When Dana and David Dornsife returned to their hotel room after President C. L. Max Nikias’ inaugural speech in October, they both had one thing on their mind: naming the College of Letters, Arts & Sciences.
“We were staying at the Radisson across the street, and we both kind of simultaneously brought out, ‘Wouldn’t that be exciting if they announced in the future ‘the College of Letters, Arts & Sciences,’ but instead they said ‘the Dornsife College of Letters, Arts & Sciences?’” David Dornsife said. “That was the first time we saw each other [that day] and we both had the same idea.”
Further talks with Howard Gillman, dean of the College of Letters, Arts, & Sciences, as well as meetings with Nikias led to the Dornsife’s $200 million unrestricted donation to the College of Letters, Arts & Sciences, which will officially be renamed the USC Dana and David Dornsife College of Letters, Arts & Sciences on March 23.
“We’re thrilled to be able to do it,” Dana Dornsife said. “And we feel very blessed and fortunate to have the financial resources that allow us to do things like this to help make the world a better place.”
The Dornsifes’ pledge is the largest single donation in USC’s history. They credit Nikias with motivating them to give during his inauguration speech.
“He put a challenge out to the audience to have the courage to explore boldly and he really put forward a very aggressive agenda on the things that he wanted to do to improve the quality of the education at USC and to attract highly sought after professors,” Dana Dornsife said. “Dave and I really took that to heart.”
The donation will also create a Dornsife Scholars Program, given to graduating seniors in the College who plan to continue with the research they began at USC on a national or global scale.
“The idea of the Dornsife scholars is to take top performers and incentivize them to go on further, and in particular, look at those that feel that they can change the world as a result of the scholarly work that they could continue to do at USC,” David Dornsife said.
At a Visions & Voices event about two years ago, the Dornsifes were invited to talk about water-well drilling in Africa and their involvement there. They left impressed by the students’ reaction, which gave them faith in the students to make a difference in the world.
“We were overwhelmed with the students who were very eager to do what they could do to change the world and were asking us if we had any ideas for them,” Dana Dornsife said. “That mindset, coming from the heart, and being passionate about helping their fellow man, David and I are very impressed with them.”
Because the $200 million is an unrestricted endowment, the College can use the money in any way it sees fit.
The Dornsifes are not worried about the different ways the money will be used.
“We have a lot of faith in the individuals running the College,” David Dornsife said. “We’re not concerned about mistakes being made because they’re good people and they know a lot about education.”
David Dornsife graduated from USC’s business school in 1965 and is currently a USC trustee and chairman of the USC Brain and Creativity Institute in the neurosciences. His parents were also USC alumni. Dana Dornsife also sits on the board of the Brain and Creativity Institute.
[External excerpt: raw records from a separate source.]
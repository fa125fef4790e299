//! Prometheus Metrics Module
//!
//! Provides application-wide metrics collection using Prometheus.
//!
//! # Metrics Collected
//! - Active realtime connection and online-user gauges
//! - Realtime event delivery counters by kind
//! - Presence broadcast counter

use once_cell::sync::Lazy;
use prometheus::{Encoder, IntCounter, IntCounterVec, IntGauge, Opts, Registry, TextEncoder};

/// Global metrics registry
pub static REGISTRY: Lazy<Registry> = Lazy::new(|| {
    let registry = Registry::new();
    register_metrics(&registry);
    registry
});

/// Active realtime connections gauge
pub static REALTIME_CONNECTIONS: Lazy<IntGauge> = Lazy::new(|| {
    IntGauge::with_opts(
        Opts::new(
            "realtime_connections_active",
            "Number of live realtime connections",
        )
        .namespace("feed_server"),
    )
    .expect("Failed to create REALTIME_CONNECTIONS metric")
});

/// Online users gauge (users with at least one live connection)
pub static ONLINE_USERS: Lazy<IntGauge> = Lazy::new(|| {
    IntGauge::with_opts(
        Opts::new("online_users", "Number of users currently online").namespace("feed_server"),
    )
    .expect("Failed to create ONLINE_USERS metric")
});

/// Realtime events pushed to connections, by event kind
pub static EVENTS_DELIVERED_TOTAL: Lazy<IntCounterVec> = Lazy::new(|| {
    IntCounterVec::new(
        Opts::new(
            "realtime_events_delivered_total",
            "Realtime event delivery attempts per connection",
        )
        .namespace("feed_server"),
        &["kind"],
    )
    .expect("Failed to create EVENTS_DELIVERED_TOTAL metric")
});

/// Events dropped because the target connection was mid-close
pub static EVENTS_DROPPED_TOTAL: Lazy<IntCounterVec> = Lazy::new(|| {
    IntCounterVec::new(
        Opts::new(
            "realtime_events_dropped_total",
            "Realtime events dropped on dead connections",
        )
        .namespace("feed_server"),
        &["kind"],
    )
    .expect("Failed to create EVENTS_DROPPED_TOTAL metric")
});

/// Presence broadcasts performed
pub static PRESENCE_BROADCASTS_TOTAL: Lazy<IntCounter> = Lazy::new(|| {
    IntCounter::with_opts(
        Opts::new(
            "presence_broadcasts_total",
            "Full presence-list broadcasts",
        )
        .namespace("feed_server"),
    )
    .expect("Failed to create PRESENCE_BROADCASTS_TOTAL metric")
});

/// Register all metrics with the registry
fn register_metrics(registry: &Registry) {
    registry
        .register(Box::new(REALTIME_CONNECTIONS.clone()))
        .expect("Failed to register REALTIME_CONNECTIONS");
    registry
        .register(Box::new(ONLINE_USERS.clone()))
        .expect("Failed to register ONLINE_USERS");
    registry
        .register(Box::new(EVENTS_DELIVERED_TOTAL.clone()))
        .expect("Failed to register EVENTS_DELIVERED_TOTAL");
    registry
        .register(Box::new(EVENTS_DROPPED_TOTAL.clone()))
        .expect("Failed to register EVENTS_DROPPED_TOTAL");
    registry
        .register(Box::new(PRESENCE_BROADCASTS_TOTAL.clone()))
        .expect("Failed to register PRESENCE_BROADCASTS_TOTAL");
}

/// Collect and encode all metrics as Prometheus text format
pub fn gather_metrics() -> String {
    let encoder = TextEncoder::new();
    let metric_families = REGISTRY.gather();
    let mut buffer = Vec::new();
    encoder
        .encode(&metric_families, &mut buffer)
        .expect("Failed to encode metrics");
    String::from_utf8(buffer).expect("Metrics should be valid UTF-8")
}

#[cfg(test)]
mod tests {
    use super::*;

    #[test]
    fn test_gather_metrics_includes_registered_families() {
        REALTIME_CONNECTIONS.set(0);
        let text = gather_metrics();
        assert!(text.contains("feed_server_realtime_connections_active"));
    }
}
Their involvement in the neuroscience program provided opportunities for the Dornsifes to meet faculty in the College, as well as the dean.
“We think the fact that the neuroscience program is funded and working is an example of what could be done when you really focus on an area,” David Dornsife said. “All that exposure with the neurosciences started getting us interested in broadening out to the rest of the members of the college, so that was the catalyst that got us a chance to be involved intimately with other disciplines.”
Dana Dornsife said they are proud of the interdisciplinary studies taking place at USC, and donated specifically to the College because they feel it has more interdisciplinary opportunities for students.
The Dornsifes plan to continue their support of both neuroscience and the College through meetings with Gillman and continuing their positions in the Brain and Creativity Institute.
“We think this is the right time to be supportive of the school,” David Dornsife said. “We think they’re doing a great job and we hope this helps lift them to a higher level.”